После обеда пришел отец Таврион, и Володя тотчас взял его в оборот: как монахи приветствуют друг друга, каков чин пострижения – и как-то между делом обмолвился, что не крещен. И тут уж мы взяли его в оборот. Отец Таврион тут же припомнил несколько притч к случаю, одна из которых показалась мне особенно хороша: о художнике, который в понимании красоты от портрета постепенно взошел к иконе. Чем более он глядел в лик Христа, тем отчетливее видел, что тут тайна, что он только у порога, что светит что-то в глубине, а что – не увидишь, будто старые картинки под папиросной бумагой, и бумаги этой поднять нельзя. Ну, тогда ему священник в деревне, куда они заехали со своим московским товарищем, и говорит, что дальше-то можно увидеть только после исповеди и Причастия. И точно: потом живописец этот, сияя, все благодарил священника и все возбужденно говорил, что да, да, увидел. Что уж он там увидел, улыбается отец Таврион, не знаю, но видно было, что увидел.

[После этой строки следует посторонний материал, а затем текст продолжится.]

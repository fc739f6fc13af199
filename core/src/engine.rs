use std::fmt;
use std::path::PathBuf;
use std::sync::mpsc;
use std::sync::{Arc, Mutex};
use std::thread;

use serde::Serialize;
use tracing::{debug, error, info, warn};

use crate::cancel::StopSignal;
use crate::config::DownloadConfig;
use crate::error::{CoreError, CoreResult};
use crate::fetch::{Fetcher, PartOutcome};
use crate::merge::merge_parts;
use crate::net::{ReqwestTransport, Transport};
use crate::partition::{plan_partitions, Partition};
use crate::probe::{probe, ResourceDescriptor};
use crate::progress::{NoProgress, ProgressSink, ProgressTracker};
use crate::store::PartStore;

#[derive(Debug, Clone, Copy, Serialize, PartialEq, Eq)]
#[serde(rename_all = "snake_case")]
pub enum RunState {
    Init,
    Probed,
    SingleStream,
    Partitioned,
    Merging,
    Done,
    Failed,
}

impl RunState {
    pub fn as_str(&self) -> &'static str {
        match self {
            RunState::Init => "init",
            RunState::Probed => "probed",
            RunState::SingleStream => "single_stream",
            RunState::Partitioned => "partitioned",
            RunState::Merging => "merging",
            RunState::Done => "done",
            RunState::Failed => "failed",
        }
    }

    pub fn is_terminal(&self) -> bool {
        matches!(self, RunState::Done | RunState::Failed)
    }

    pub fn can_transition_to(&self, next: RunState) -> bool {
        use RunState::*;
        match (self, next) {
            (Done | Failed, _) => false,
            (_, Failed) => true,
            (Init, Probed) => true,
            // Probed -> Done is the "destination already complete" shortcut.
            (Probed, SingleStream | Partitioned | Done) => true,
            (SingleStream, Done) => true,
            (Partitioned, Merging) => true,
            (Merging, Done) => true,
            _ => false,
        }
    }
}

impl fmt::Display for RunState {
    fn fmt(&self, f: &mut fmt::Formatter<'_>) -> fmt::Result {
        f.write_str(self.as_str())
    }
}

#[derive(Debug, Clone, Copy, Serialize, PartialEq, Eq)]
#[serde(rename_all = "snake_case")]
pub enum FetchMode {
    Partitioned,
    SingleStream,
    /// The destination already had the probed size; nothing was transferred.
    AlreadyPresent,
}

#[derive(Debug, Clone, Serialize, PartialEq, Eq)]
pub struct RunReport {
    pub path: PathBuf,
    pub bytes_written: u64,
    pub mode: FetchMode,
    pub partitions: usize,
    /// Bytes found in artifacts from an earlier run and not fetched again.
    pub resumed_bytes: u64,
}

#[derive(Debug)]
pub enum RunResult {
    Completed(RunReport),
    Failed {
        cause: CoreError,
        completed_partitions: Vec<usize>,
    },
}

impl RunResult {
    pub fn into_result(self) -> CoreResult<RunReport> {
        match self {
            RunResult::Completed(report) => Ok(report),
            RunResult::Failed { cause, .. } => Err(cause),
        }
    }
}

pub struct Downloader {
    config: DownloadConfig,
    transport: Arc<dyn Transport>,
    progress: Arc<dyn ProgressSink>,
    state: Mutex<RunState>,
}

impl Downloader {
    pub fn new(config: DownloadConfig) -> CoreResult<Self> {
        let transport = ReqwestTransport::new(&config)?;
        Ok(Self {
            config,
            transport: Arc::new(transport),
            progress: Arc::new(NoProgress),
            state: Mutex::new(RunState::Init),
        })
    }

    pub fn with_transport(mut self, transport: Arc<dyn Transport>) -> Self {
        self.transport = transport;
        self
    }

    pub fn with_progress(mut self, progress: Arc<dyn ProgressSink>) -> Self {
        self.progress = progress;
        self
    }

    pub fn state(&self) -> RunState {
        self.state
            .lock()
            .map(|state| *state)
            .unwrap_or(RunState::Failed)
    }

    /// Probes, fetches and assembles the resource. Each call is a fresh run
    /// that picks up any artifacts an earlier failed run left behind.
    pub fn run(&self) -> RunResult {
        if let Ok(mut state) = self.state.lock() {
            *state = RunState::Init;
        }
        let stop = Arc::new(StopSignal::new(self.config.deadline()));
        let tracker = Arc::new(ProgressTracker::new(Arc::clone(&self.progress)));
        let mut completed_partitions = Vec::new();

        let outcome = self.execute(&stop, &tracker, &mut completed_partitions);
        tracker.finish();

        completed_partitions.sort_unstable();
        match outcome {
            Ok(report) => {
                info!(
                    path = %report.path.display(),
                    bytes = report.bytes_written,
                    mode = ?report.mode,
                    "download complete"
                );
                RunResult::Completed(report)
            }
            Err(cause) => {
                let cause = match cause {
                    CoreError::Network(_) if stop.deadline_passed() => CoreError::DeadlineExceeded,
                    other => other,
                };
                if let Err(err) = self.advance(RunState::Failed) {
                    warn!(error = %err, "could not record failed run state");
                }
                error!(error = %cause, completed = completed_partitions.len(), "download failed");
                RunResult::Failed {
                    cause,
                    completed_partitions,
                }
            }
        }
    }

    fn advance(&self, next: RunState) -> CoreResult<()> {
        let mut state = self
            .state
            .lock()
            .map_err(|_| CoreError::InvalidState("state lock poisoned".to_string()))?;
        let current = *state;
        if !current.can_transition_to(next) {
            return Err(CoreError::InvalidState(format!(
                "cannot move from {} to {}",
                current, next
            )));
        }
        debug!(from = %current, to = %next, "run state");
        *state = next;
        Ok(())
    }

    fn execute(
        &self,
        stop: &Arc<StopSignal>,
        tracker: &Arc<ProgressTracker>,
        completed: &mut Vec<usize>,
    ) -> CoreResult<RunReport> {
        let descriptor = probe(self.transport.as_ref(), self.config.url())?;
        self.advance(RunState::Probed)?;

        let filename = self
            .config
            .output_filename()
            .unwrap_or(descriptor.suggested_filename.as_str())
            .to_string();
        let store = PartStore::new(self.config.output_dir(), filename);
        store.ensure_dir()?;

        if let (Some(total), Some(existing)) = (descriptor.total_size, store.dest_len()?) {
            if total == existing {
                info!(path = %store.dest_path().display(), bytes = total, "file already exists");
                self.advance(RunState::Done)?;
                return Ok(RunReport {
                    path: store.dest_path(),
                    bytes_written: 0,
                    mode: FetchMode::AlreadyPresent,
                    partitions: 0,
                    resumed_bytes: 0,
                });
            }
        }

        let fetcher = Fetcher {
            transport: Arc::clone(&self.transport),
            url: self.config.url().clone(),
            progress: Arc::clone(tracker),
            stop: Arc::clone(stop),
            chunk_size: self.config.chunk_size(),
        };

        match descriptor.total_size {
            Some(total) if descriptor.can_partition() => {
                self.advance(RunState::Partitioned)?;
                self.run_partitioned(&fetcher, &store, total, completed)
            }
            _ => {
                self.advance(RunState::SingleStream)?;
                self.run_single_stream(&fetcher, &store, &descriptor)
            }
        }
    }

    fn run_single_stream(
        &self,
        fetcher: &Fetcher,
        store: &PartStore,
        descriptor: &ResourceDescriptor,
    ) -> CoreResult<RunReport> {
        info!(url = %descriptor.url, "falling back to a single stream");
        fetcher.progress.start(descriptor.total_size, 0);
        let dest = store.dest_path();
        let written = fetcher.fetch_single_stream(&dest, descriptor.total_size)?;
        self.advance(RunState::Done)?;
        Ok(RunReport {
            path: dest,
            bytes_written: written,
            mode: FetchMode::SingleStream,
            partitions: 0,
            resumed_bytes: 0,
        })
    }

    fn run_partitioned(
        &self,
        fetcher: &Fetcher,
        store: &PartStore,
        total: u64,
        completed: &mut Vec<usize>,
    ) -> CoreResult<RunReport> {
        let plan = plan_partitions(total, self.config.workers());
        debug!(total, workers = self.config.workers(), partitions = plan.len(), "planned partitions");

        let resumed_bytes: u64 = store.scan(&plan)?.iter().sum();
        if resumed_bytes > 0 {
            info!(bytes = resumed_bytes, "resuming from existing partition artifacts");
        }
        fetcher.progress.start(Some(total), resumed_bytes);

        fetch_all(fetcher, store, &plan, completed)?;

        self.advance(RunState::Merging)?;
        let written = merge_parts(store, &plan, total)?;
        self.advance(RunState::Done)?;
        Ok(RunReport {
            path: store.dest_path(),
            bytes_written: written,
            mode: FetchMode::Partitioned,
            partitions: plan.len(),
            resumed_bytes,
        })
    }
}

/// Runs one worker thread per partition and collects their outcomes in
/// completion order. The first failure trips the shared stop signal and is
/// returned at once; workers still blocked in a read are left behind to
/// notice the signal on their own and nobody waits for their cancellation.
fn fetch_all(
    fetcher: &Fetcher,
    store: &PartStore,
    plan: &[Partition],
    completed: &mut Vec<usize>,
) -> CoreResult<()> {
    let (tx, rx) = mpsc::channel();
    for part in plan {
        let fetcher = fetcher.clone();
        let store = store.clone();
        let part = *part;
        let tx = tx.clone();
        thread::spawn(move || {
            let outcome = fetcher.fetch_partition(&store, &part);
            let _ = tx.send((part.index, outcome));
        });
    }
    drop(tx);

    let mut reported = 0;
    for (index, outcome) in rx {
        reported += 1;
        match outcome {
            Ok(outcome) => {
                if let PartOutcome::Fetched { resumed_from, bytes } = outcome {
                    debug!(partition = index, resumed_from, bytes, "partition fetched");
                }
                completed.push(index);
            }
            Err(err) if err.is_cancellation() => {
                debug!(partition = index, error = %err, "partition stopped");
                return Err(err);
            }
            Err(err) => {
                fetcher.stop.fail();
                warn!(
                    partition = index,
                    error = %err,
                    "partition failed, canceling remaining partitions"
                );
                return Err(err);
            }
        }
    }

    if reported != plan.len() {
        return Err(CoreError::InvalidState(format!(
            "{} of {} partition workers exited without reporting",
            plan.len() - reported,
            plan.len()
        )));
    }
    Ok(())
}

Но суть-то не в нем, а в его товарище, который тогда тоже пожаловался священнику, что скучно и однообразно жить, что уж перепробовал и йогу, и буддизм, и художество, и в православной церкви настоялся, а – нет. Ну и ему был тот же совет – исповедаться и причаститься. Они вместе с художником в этом деревенском храме и стояли. И утром прозревший-то художник счастливо спрашивает товарища: «Хорошо тебе?» И друг отвечает: хорошо, а сам, как потом вспоминал: не знал, куда глаза девать, потому что нехорошо ему было. И стена алтарная как стояла, так и стоит – не пробиться за нее. И главное, я, говорит, будто чувствую, что и с той стороны кто-то ко мне идет, а стена алтарная – все стена, и такая тоска. Вернулись в Москву, иду, говорит, по Калининскому проспекту по этим архитектурно безобразным «книгам беззакония», а небо синее и дымкой молочной чуть взявшееся, и вдруг как-то само собой сказалось: «Отче наш», и я, говорит, даже остановился от слез. Вдруг понял – Отец его слышит; почувствовал как-то – слышит! И Отец не мой, а именно наш, всех этих людей, которые в машинах и без машин несутся куда-то сломя голову взад и вперед. Сказал и вторую строку – «Да святится Имя Твое!» и еще сильней заплакал. Стыдно, пришлось в подземный переход сойти, чтобы люди не видели. Иду вниз, а сердце будто наверх идет с каждой строкой. Скажи кому – на Калининском проспекте…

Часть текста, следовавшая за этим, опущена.